Why is healthcare expensive?

Healthcare is expensive everywhere but particularly in the United States. Part of the reason is that we want it that way. Really? People don’t want to spend money on healthcare in general or healthcare for others but we all want it for ourselves seemingly no matter how futile the spending may be. In America we are raised to believe we can have anything and that which we don’t have we can buy. While true in many parts of life it doesn’t always work out that way in spending for healthcare.
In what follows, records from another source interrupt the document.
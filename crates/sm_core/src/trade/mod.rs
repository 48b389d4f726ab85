//! Trade negotiation between computer-controlled teams.
//!
//! A bounded combinatorial search: the searching team picks a wish set from
//! the partner's roster, then hunts for a give set of at most three players
//! whose appeal lands within tolerance of the wish set's. The search is
//! deliberately non-deterministic; identical inputs may produce different
//! offers or none at all, and exhaustion is a silent `None`, retried (if at
//! all) by a re-enqueued event, never in here.

use log::{debug, info};
use rand::seq::SliceRandom;
use rand::Rng;
use serde::{Deserialize, Serialize};

use crate::error::{CoreError, Result};
use crate::models::{Player, PlayerId, Team};
use crate::rules::{
    APPEAL_STEP, APPEAL_TOLERANCE, MAX_TEAM_SIZE, MIN_TEAM_SIZE, SALARY_CAP, STAR_PLAYER_WEIGHT,
    TRADE_MAX_PLAYERS, TRADE_POOL_CAP,
};

#[derive(Debug, Clone, Serialize, Deserialize, PartialEq)]
pub struct TradeSide {
    pub team: String,
    pub players: Vec<PlayerId>,
}

/// An ephemeral exchange proposal, named from the searcher's perspective:
/// `give` leaves the searching team, `get` leaves the partner.
#[derive(Debug, Clone, Serialize, Deserialize, PartialEq)]
pub struct TradeOffer {
    pub give: TradeSide,
    pub get: TradeSide,
}

impl TradeOffer {
    /// The players `team` would send away under this offer, if it is party
    /// to it at all.
    fn outgoing_for(&self, team: &str) -> Option<(&TradeSide, &TradeSide)> {
        if self.give.team == team {
            Some((&self.give, &self.get))
        } else if self.get.team == team {
            Some((&self.get, &self.give))
        } else {
            None
        }
    }
}

/// Population mean skill across every rostered player in the league.
pub fn league_mean_score(teams: &[Team]) -> f32 {
    let mut sum = 0.0;
    let mut count = 0usize;
    for team in teams {
        for player in &team.players {
            sum += player.score;
            count += 1;
        }
    }
    if count == 0 {
        0.0
    } else {
        sum / count as f32
    }
}

/// A team's valuation of an offered player set.
///
/// Each player contributes an exponential distance-from-mean term, and the
/// single best player of the set is counted once more at reduced weight:
/// star players disproportionately drive interest.
pub fn appeal(players: &[&Player], mean: f32) -> f32 {
    let term = |p: &Player| 2f32.powf((p.score - mean) / APPEAL_STEP);
    let sum: f32 = players.iter().map(|p| term(p)).sum();
    let star = players.iter().map(|p| term(p)).fold(0.0f32, f32::max);
    sum + STAR_PLAYER_WEIGHT * star
}

/// Whether `team` can carry the payroll swing of an exchange: under the cap
/// after the trade, or at least strictly cheaper than before.
fn affordable(team: &Team, incoming: &[&Player], outgoing: &[&Player]) -> bool {
    let pre = team.payroll() as i64;
    let in_sum: i64 = incoming.iter().map(|p| p.contract.salary as i64).sum();
    let out_sum: i64 = outgoing.iter().map(|p| p.contract.salary as i64).sum();
    let post = pre - out_sum + in_sum;
    post <= SALARY_CAP as i64 || post < pre
}

/// Distance of a roster size from the legal band; 0 inside it.
fn band_distance(len: i64) -> i64 {
    if len < MIN_TEAM_SIZE as i64 {
        MIN_TEAM_SIZE as i64 - len
    } else if len > MAX_TEAM_SIZE as i64 {
        len - MAX_TEAM_SIZE as i64
    } else {
        0
    }
}

/// The exchange must leave the roster inside the legal band, or strictly
/// closer to it than before.
fn roster_size_valid(len: usize, incoming: usize, outgoing: usize) -> bool {
    let before = len as i64;
    let after = before + incoming as i64 - outgoing as i64;
    band_distance(after) == 0 || band_distance(after) < band_distance(before)
}

fn resolve<'a>(team: &'a Team, ids: &[PlayerId]) -> Option<Vec<&'a Player>> {
    ids.iter().map(|id| team.player(*id)).collect()
}

/// The full acceptability predicate for one side of an offer: both sides
/// non-empty, the payroll swing affordable, the roster size valid, and the
/// incoming appeal no more than tolerance below the outgoing appeal.
pub fn acceptable(offer: &TradeOffer, teams: &[Team], perspective: &str, mean: f32) -> bool {
    if offer.give.players.is_empty() || offer.get.players.is_empty() {
        return false;
    }
    let (mine, theirs) = match offer.outgoing_for(perspective) {
        Some(sides) => sides,
        None => return false,
    };
    let my_team = match teams.iter().find(|t| t.name == mine.team) {
        Some(t) => t,
        None => return false,
    };
    let partner = match teams.iter().find(|t| t.name == theirs.team) {
        Some(t) => t,
        None => return false,
    };
    let outgoing = match resolve(my_team, &mine.players) {
        Some(players) => players,
        None => return false,
    };
    let incoming = match resolve(partner, &theirs.players) {
        Some(players) => players,
        None => return false,
    };

    affordable(my_team, &incoming, &outgoing)
        && roster_size_valid(my_team.players.len(), incoming.len(), outgoing.len())
        && appeal(&incoming, mean) >= appeal(&outgoing, mean) * (1.0 - APPEAL_TOLERANCE)
}

/// Search team `a`'s roster for a give set matching a wish set drawn from
/// team `b`. Returns an offer the searcher itself already accepts, or `None`
/// when the bounded space holds no such set.
pub fn find_offer(
    a: &Team,
    b: &Team,
    teams: &[Team],
    mean: f32,
    rng: &mut impl Rng,
) -> Option<TradeOffer> {
    if a.players.is_empty() || b.players.is_empty() {
        return None;
    }

    // Wish set: one or two of the partner's players, sampled at random.
    let mut partner_pool: Vec<&Player> = b.players.iter().collect();
    partner_pool.shuffle(rng);
    partner_pool.truncate(TRADE_POOL_CAP);
    let wish_len = rng.gen_range(1..=2.min(partner_pool.len()));
    let wish: Vec<&Player> = partner_pool[..wish_len].to_vec();
    let target = appeal(&wish, mean);
    let wish_ids: Vec<PlayerId> = wish.iter().map(|p| p.id).collect();

    let mut candidates: Vec<&Player> = a.players.iter().collect();
    candidates.shuffle(rng);
    candidates.truncate(TRADE_POOL_CAP);

    let offer_for = |give_ids: Vec<PlayerId>| TradeOffer {
        give: TradeSide { team: a.name.clone(), players: give_ids },
        get: TradeSide { team: b.name.clone(), players: wish_ids.clone() },
    };

    // One hit per combination size; the final pick is random among them.
    let mut hits: Vec<TradeOffer> = Vec::new();
    for size in 1..=TRADE_MAX_PLAYERS {
        let mut combo = Vec::with_capacity(size);
        if let Some(ids) = search_combo(&candidates, size, 0, &mut combo, &|give| {
            let value = appeal(give, mean);
            if value < target * (1.0 - APPEAL_TOLERANCE)
                || value > target * (1.0 + APPEAL_TOLERANCE)
            {
                return false;
            }
            let offer = TradeOffer {
                give: TradeSide {
                    team: a.name.clone(),
                    players: give.iter().map(|p| p.id).collect(),
                },
                get: TradeSide { team: b.name.clone(), players: wish_ids.clone() },
            };
            acceptable(&offer, teams, &a.name, mean)
        }) {
            hits.push(offer_for(ids));
        }
    }

    if hits.is_empty() {
        debug!("{} found no acceptable offer for {}", a.name, b.name);
        return None;
    }
    let pick = rng.gen_range(0..hits.len());
    Some(hits.swap_remove(pick))
}

/// Depth-first walk over index-ordered combinations of `size` players,
/// stopping at the first set the predicate accepts.
fn search_combo<'a>(
    pool: &[&'a Player],
    size: usize,
    start: usize,
    combo: &mut Vec<&'a Player>,
    valid: &impl Fn(&[&Player]) -> bool,
) -> Option<Vec<PlayerId>> {
    if combo.len() == size {
        if valid(combo) {
            return Some(combo.iter().map(|p| p.id).collect());
        }
        return None;
    }
    for i in start..pool.len() {
        combo.push(pool[i]);
        if let Some(found) = search_combo(pool, size, i + 1, combo, valid) {
            combo.pop();
            return Some(found);
        }
        combo.pop();
    }
    None
}

/// Move the offered players both ways. Referencing a team or player the
/// roster no longer holds is a caller bug; both sides are validated before
/// any roster is touched, so a rejected offer leaves the league unchanged.
pub fn commit_trade(teams: &mut [Team], offer: &TradeOffer) -> Result<()> {
    let giver = teams
        .iter()
        .position(|t| t.name == offer.give.team)
        .ok_or_else(|| CoreError::NotFound(format!("team {}", offer.give.team)))?;
    let getter = teams
        .iter()
        .position(|t| t.name == offer.get.team)
        .ok_or_else(|| CoreError::NotFound(format!("team {}", offer.get.team)))?;

    for id in &offer.give.players {
        if teams[giver].player(*id).is_none() {
            return Err(CoreError::NotFound(format!("player {id}")));
        }
    }
    for id in &offer.get.players {
        if teams[getter].player(*id).is_none() {
            return Err(CoreError::NotFound(format!("player {id}")));
        }
    }

    let moving_out: Vec<Player> =
        offer.give.players.iter().filter_map(|id| teams[giver].release(*id)).collect();
    let moving_in: Vec<Player> =
        offer.get.players.iter().filter_map(|id| teams[getter].release(*id)).collect();
    for player in moving_out {
        teams[getter].sign(player);
    }
    for player in moving_in {
        teams[giver].sign(player);
    }
    Ok(())
}

/// One negotiation between an ordered pair of teams. The searcher's offer is
/// acceptable to it by construction; the trade commits only when the partner
/// accepts it too.
pub fn negotiate(
    teams: &mut [Team],
    a: usize,
    b: usize,
    rng: &mut impl Rng,
) -> Result<Option<TradeOffer>> {
    let mean = league_mean_score(teams);
    let offer = match find_offer(&teams[a], &teams[b], teams, mean, rng) {
        Some(offer) => offer,
        None => return Ok(None),
    };
    if !acceptable(&offer, teams, &offer.get.team, mean) {
        debug!("{} rejected the offer from {}", offer.get.team, offer.give.team);
        return Ok(None);
    }
    commit_trade(teams, &offer)?;
    info!(
        "trade committed: {} send {:?}, {} send {:?}",
        offer.give.team, offer.give.players, offer.get.team, offer.get.players
    );
    Ok(Some(offer))
}
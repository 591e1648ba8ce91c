pub mod cli;
pub mod derive;
pub mod lookup;
pub mod scrapers;
pub mod text;

pub use cli::{handle_command, ScraperArgs, ScraperCommands};
pub use scrapers::jama::JamaScraper;
pub use scrapers::{extract, scraper_for_url, Scraper};

pub mod prelude {
    pub use super::scrapers::Scraper;
    pub use va_core::{ArticleRecord, Diagnosed, Error, Result};
}
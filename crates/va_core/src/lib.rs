pub mod config;
pub mod diagnostics;
pub mod error;
pub mod fetch;
pub mod logging;
pub mod publish;
pub mod text;
pub mod types;

pub use config::Config;
pub use diagnostics::{Diagnosed, Warning, WarningKind, WarningSink};
pub use error::{Error, ErrorReport, Result};
pub use fetch::{FetchedBytes, Fetcher};
pub use publish::Publisher;
pub use types::{
    ArticleRecord, Citation, FigureRef, PublishTarget, RenderRequest, RenderResult,
    VisualAbstract, DEFAULT_OUTPUT_FILENAME,
};

pub mod prelude {
    pub use super::{ArticleRecord, Diagnosed, Error, Result, Warning, WarningKind};
}
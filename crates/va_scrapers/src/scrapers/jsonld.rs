use scraper::{Html, Selector};
use serde_json::Value;

use crate::text::clean;

/// Extracts authors from JSON-LD metadata in the HTML document.
/// Returns a vector of author names.
pub fn extract_authors(document: &Html) -> Vec<String> {
    let mut authors = Vec::new();

    if let Ok(script_selector) = Selector::parse("script[type='application/ld+json']") {
        for script in document.select(&script_selector) {
            if let Ok(json) = serde_json::from_str::<Value>(script.text().collect::<String>().trim()) {
                collect_from_value(&json, &mut authors);
            }
        }
    }

    authors.dedup();
    authors
}

fn collect_from_value(json: &Value, authors: &mut Vec<String>) {
    match json {
        // Some publishers wrap their entities in a top-level array or @graph
        Value::Array(items) => {
            for item in items {
                collect_from_value(item, authors);
            }
        }
        Value::Object(obj) => {
            if let Some(graph) = obj.get("@graph") {
                collect_from_value(graph, authors);
            }
            if let Some(author) = obj.get("author") {
                push_author(author, authors);
            }
        }
        _ => {}
    }
}

fn push_author(author: &Value, authors: &mut Vec<String>) {
    match author {
        Value::Array(arr) => {
            for author_obj in arr {
                push_author(author_obj, authors);
            }
        }
        Value::Object(obj) => {
            if let Some(name) = obj.get("name").and_then(|n| n.as_str()) {
                push_name(name, authors);
            }
        }
        Value::String(s) => push_name(s, authors),
        _ => {}
    }
}

fn push_name(name: &str, authors: &mut Vec<String>) {
    let name = clean(name);
    if !name.is_empty() {
        authors.push(name);
    }
}

#[cfg(test)]
mod tests {
    use super::*;

    #[test]
    fn test_author_array() {
        let doc = Html::parse_document(
            r#"<script type="application/ld+json">
                {"@type": "ScholarlyArticle",
                 "author": [{"name": " Jane Doe "}, {"name": "John Roe"}]}
               </script>"#,
        );
        assert_eq!(extract_authors(&doc), vec!["Jane Doe", "John Roe"]);
    }

    #[test]
    fn test_graph_and_string_author() {
        let doc = Html::parse_document(
            r#"<script type="application/ld+json">
                {"@graph": [{"@type": "WebPage"}, {"author": "JAMA Network"}]}
               </script>"#,
        );
        assert_eq!(extract_authors(&doc), vec!["JAMA Network"]);
    }

    #[test]
    fn test_invalid_json_is_ignored() {
        let doc = Html::parse_document(
            r#"<script type="application/ld+json">{ not json</script>"#,
        );
        assert!(extract_authors(&doc).is_empty());
    }
}
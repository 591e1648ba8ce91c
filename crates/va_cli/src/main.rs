use std::path::PathBuf;

use anyhow::Context;
use clap::{Args, Parser, Subcommand};
use tracing::info;
use va_composer::SlideComposer;
use va_core::logging::init_logging;
use va_core::{ArticleRecord, Config, Diagnosed, Fetcher, PublishTarget, RenderRequest, RenderResult};
use va_publish::{create_publisher, PublisherKind};
use va_scrapers::{handle_command, ScraperArgs};
use va_web::AppState;

#[derive(Parser, Debug)]
#[command(author, version, about = "JAMA article to visual abstract slide", long_about = None)]
pub struct Cli {
    /// PPTX template; the built-in layout is used when the default path is missing
    #[arg(long, global = true, env = "JAMA_TEMPLATE")]
    template: Option<PathBuf>,
    /// Directory for generated decks
    #[arg(long, global = true, env = "OUTPUT_DIR")]
    output_dir: Option<PathBuf>,
    #[arg(long, global = true, value_enum, default_value_t = PublisherKind::Github)]
    publisher: PublisherKind,
    #[command(subcommand)]
    command: Commands,
}

#[derive(Subcommand, Debug)]
enum Commands {
    /// Scrape article pages into JSON records
    Scrape(ScraperArgs),
    /// Render a JSON record into a slide deck
    Render {
        /// Record produced by `scrape url`
        #[arg(long = "va", default_value = "va.json")]
        record: PathBuf,
        #[command(flatten)]
        output: OutputArgs,
    },
    /// Scrape an article and render it in one step
    Generate {
        url: String,
        #[command(flatten)]
        output: OutputArgs,
    },
    /// Run the JSON-RPC tool server
    Serve {
        #[arg(long, env = "VA_BIND_ADDR")]
        addr: Option<String>,
    },
    /// Write the built-in template so it can be edited
    Template {
        #[arg(short, long, default_value = "abstract.pptx")]
        out: PathBuf,
    },
}

#[derive(Args, Debug, Clone)]
struct OutputArgs {
    /// File name inside the output directory
    #[arg(short, long)]
    out: Option<String>,
    /// owner/name repository to publish the deck to
    #[arg(long, requires = "github_token")]
    github_repo: Option<String>,
    #[arg(long, env = "GITHUB_TOKEN", hide_env_values = true)]
    github_token: Option<String>,
}

impl OutputArgs {
    fn publish_target(&self) -> Option<PublishTarget> {
        match (&self.github_repo, &self.github_token) {
            (Some(repository), Some(token)) => Some(PublishTarget {
                repository: repository.clone(),
                token: token.clone(),
            }),
            _ => None,
        }
    }
}

impl Cli {
    fn config(&self) -> Config {
        let mut config = Config::from_env();
        if let Some(template) = &self.template {
            config.template_path = template.clone();
        }
        if let Some(dir) = &self.output_dir {
            config.output_dir = dir.clone();
        }
        config
    }
}

async fn compose(
    config: &Config,
    fetcher: Fetcher,
    kind: PublisherKind,
    record: ArticleRecord,
    output: OutputArgs,
) -> anyhow::Result<Diagnosed<RenderResult>> {
    let publish = output.publish_target();
    let mut composer = SlideComposer::from_config(config, fetcher);
    if publish.is_some() {
        composer = composer.with_publisher(create_publisher(kind, config)?);
    }
    let request = RenderRequest::new(record)
        .with_output_filename(output.out)
        .with_publish(publish);
    Ok(composer.compose(request).await?)
}

fn report(outcome: &Diagnosed<RenderResult>) {
    println!("🖼️  {}", outcome.value.output_path);
    if let Some(url) = &outcome.value.download_url {
        println!("🔗 {}", url);
    }
    for warning in &outcome.warnings {
        println!("⚠️  {}", warning);
    }
}

#[tokio::main]
async fn main() -> anyhow::Result<()> {
    init_logging();
    let cli = Cli::parse();
    let config = cli.config();
    let fetcher = Fetcher::new(config.http_timeout)?;

    match cli.command {
        Commands::Scrape(args) => handle_command(args, &fetcher).await?,
        Commands::Render { record, output } => {
            let json = tokio::fs::read_to_string(&record)
                .await
                .with_context(|| format!("reading {}", record.display()))?;
            let record: ArticleRecord = serde_json::from_str(&json)
                .with_context(|| format!("parsing {}", record.display()))?;
            let outcome = compose(&config, fetcher, cli.publisher, record, output).await?;
            report(&outcome);
        }
        Commands::Generate { url, output } => {
            info!("🦗 Scraping {}", url);
            let scraped = va_scrapers::extract(&url, &fetcher).await?;
            for warning in &scraped.warnings {
                println!("⚠️  {}", warning);
            }
            let outcome = compose(&config, fetcher, cli.publisher, scraped.value, output).await?;
            report(&outcome);
        }
        Commands::Serve { addr } => {
            let addr = addr.unwrap_or_else(|| config.bind_addr.clone());
            let state = AppState::new(config, cli.publisher)?;
            va_web::serve(&addr, state).await?;
        }
        Commands::Template { out } => {
            let bytes = va_composer::builtin::template_bytes()?;
            tokio::fs::write(&out, bytes)
                .await
                .with_context(|| format!("writing {}", out.display()))?;
            println!("📄 {}", out.display());
        }
    }

    Ok(())
}
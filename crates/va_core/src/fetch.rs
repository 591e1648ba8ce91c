use std::time::Duration;

use reqwest::header::{HeaderMap, HeaderValue, ACCEPT_LANGUAGE, CONTENT_TYPE};
use reqwest::Client;

use crate::{Error, Result};

const USER_AGENT: &str = "Mozilla/5.0 (Windows NT 10.0; Win64; x64) AppleWebKit/537.36 \
    (KHTML, like Gecko) Chrome/124.0.0.0 Safari/537.36";

/// Upper bound on a binary download such as a figure image.
pub const MAX_ASSET_BYTES: usize = 20 * 1024 * 1024;

/// Time-bounded HTTP reads for article pages and their assets.
#[derive(Debug, Clone)]
pub struct Fetcher {
    client: Client,
    max_bytes: usize,
}

#[derive(Debug, Clone)]
pub struct FetchedBytes {
    pub bytes: Vec<u8>,
    pub content_type: Option<String>,
}

impl Fetcher {
    pub fn new(timeout: Duration) -> Result<Self> {
        let mut headers = HeaderMap::new();
        headers.insert(ACCEPT_LANGUAGE, HeaderValue::from_static("en-US,en;q=0.9"));
        let client = Client::builder()
            .user_agent(USER_AGENT)
            .default_headers(headers)
            .timeout(timeout)
            .build()
            .map_err(|e| Error::Fetch(format!("Failed to build HTTP client: {}", e)))?;
        Ok(Self {
            client,
            max_bytes: MAX_ASSET_BYTES,
        })
    }

    pub fn with_max_bytes(mut self, max_bytes: usize) -> Self {
        self.max_bytes = max_bytes;
        self
    }

    pub async fn get_text(&self, url: &str) -> Result<String> {
        let response = self.send(url).await?;
        response
            .text()
            .await
            .map_err(|e| Error::Fetch(format!("Failed to read body of {}: {}", url, e)))
    }

    /// Reads a binary body, refusing anything larger than the configured cap.
    pub async fn get_bytes(&self, url: &str) -> Result<FetchedBytes> {
        let mut response = self.send(url).await?;
        let content_type = response
            .headers()
            .get(CONTENT_TYPE)
            .and_then(|v| v.to_str().ok())
            .map(|v| v.to_string());

        let too_large = || {
            Error::Fetch(format!(
                "{} is larger than {} bytes",
                url, self.max_bytes
            ))
        };
        if response
            .content_length()
            .is_some_and(|len| len > self.max_bytes as u64)
        {
            return Err(too_large());
        }

        let mut bytes = Vec::new();
        while let Some(chunk) = response
            .chunk()
            .await
            .map_err(|e| Error::Fetch(format!("Failed to read body of {}: {}", url, e)))?
        {
            if bytes.len() + chunk.len() > self.max_bytes {
                return Err(too_large());
            }
            bytes.extend_from_slice(&chunk);
        }
        Ok(FetchedBytes {
            bytes,
            content_type,
        })
    }

    async fn send(&self, url: &str) -> Result<reqwest::Response> {
        let response = self.client.get(url).send().await.map_err(|e| {
            if e.is_timeout() {
                Error::Fetch(format!("Timed out fetching {}", url))
            } else {
                Error::Fetch(format!("Failed to fetch {}: {}", url, e))
            }
        })?;

        let status = response.status();
        if !status.is_success() {
            return Err(Error::Fetch(format!("{} returned HTTP {}", url, status)));
        }
        Ok(response)
    }
}

#[cfg(test)]
mod tests {
    use super::*;
    use axum::http::header::CONTENT_TYPE;
    use axum::{http::StatusCode, routing::get, Router};

    async fn serve(app: Router) -> String {
        let listener = tokio::net::TcpListener::bind("127.0.0.1:0").await.unwrap();
        let addr = listener.local_addr().unwrap();
        tokio::spawn(async move {
            axum::serve(listener, app).await.unwrap();
        });
        format!("http://{}", addr)
    }

    fn app() -> Router {
        Router::new()
            .route("/page", get(|| async { "<h1>Hello</h1>" }))
            .route("/gone", get(|| async { (StatusCode::NOT_FOUND, "nope") }))
            .route(
                "/slow",
                get(|| async {
                    tokio::time::sleep(Duration::from_secs(3)).await;
                    "late"
                }),
            )
            .route(
                "/image",
                get(|| async { ([(CONTENT_TYPE, "image/png")], vec![1u8, 2, 3]) }),
            )
    }

    #[tokio::test]
    async fn test_get_text() {
        let base = serve(app()).await;
        let fetcher = Fetcher::new(Duration::from_secs(5)).unwrap();
        let body = fetcher.get_text(&format!("{}/page", base)).await.unwrap();
        assert_eq!(body, "<h1>Hello</h1>");
    }

    #[tokio::test]
    async fn test_non_success_status_is_fetch_error() {
        let base = serve(app()).await;
        let fetcher = Fetcher::new(Duration::from_secs(5)).unwrap();
        let err = fetcher.get_text(&format!("{}/gone", base)).await.unwrap_err();
        assert!(matches!(err, Error::Fetch(_)));
        assert!(err.to_string().contains("404"));
    }

    #[tokio::test]
    async fn test_timeout_is_fetch_error() {
        let base = serve(app()).await;
        let fetcher = Fetcher::new(Duration::from_millis(200)).unwrap();
        let err = fetcher.get_text(&format!("{}/slow", base)).await.unwrap_err();
        assert!(matches!(err, Error::Fetch(_)));
    }

    #[tokio::test]
    async fn test_get_bytes_keeps_content_type() {
        let base = serve(app()).await;
        let fetcher = Fetcher::new(Duration::from_secs(5)).unwrap();
        let fetched = fetcher.get_bytes(&format!("{}/image", base)).await.unwrap();
        assert_eq!(fetched.bytes, vec![1, 2, 3]);
        assert_eq!(fetched.content_type.as_deref(), Some("image/png"));
    }

    #[tokio::test]
    async fn test_get_bytes_rejects_oversized_body() {
        let base = serve(app()).await;
        let fetcher = Fetcher::new(Duration::from_secs(5)).unwrap().with_max_bytes(2);
        let err = fetcher.get_bytes(&format!("{}/image", base)).await.unwrap_err();
        assert!(matches!(err, Error::Fetch(_)));
        assert!(err.to_string().contains("larger than 2 bytes"));
    }
}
For example... One percent of the population accounts for 30 percent of the nation's healthcare spending. Nearly half of those people are over age 65. Medicare spends nearly 30 percent of its budget on people in their final year of life. More than half of Medicare dollars are spent on patients who die within two months. Add to this the fact that most of us pay for healthcare using pooled money from others (either taxpayers or customers of private health insurance companies) and it’s easy to see why individuals do not exercise any restraint in their spending. After all, many reason, if I don’t use those dollars someone else will and of course you do and someone else does and everyone does. Everyone spends whatever is available to extend life even a few minutes with no consideration of the cost. People spend until there’s no more left to spend and hospitals and doctors continue to spend on patients long after their insurance, government, and private money runs out. Cost is almost never an issue when deciding how long to keep someone alive on life support and when the official money sources run out it just goes to the hospital and the doctors to find ways to make up the shortfall elsewhere meaning getting the money from other patients to make up the deficit.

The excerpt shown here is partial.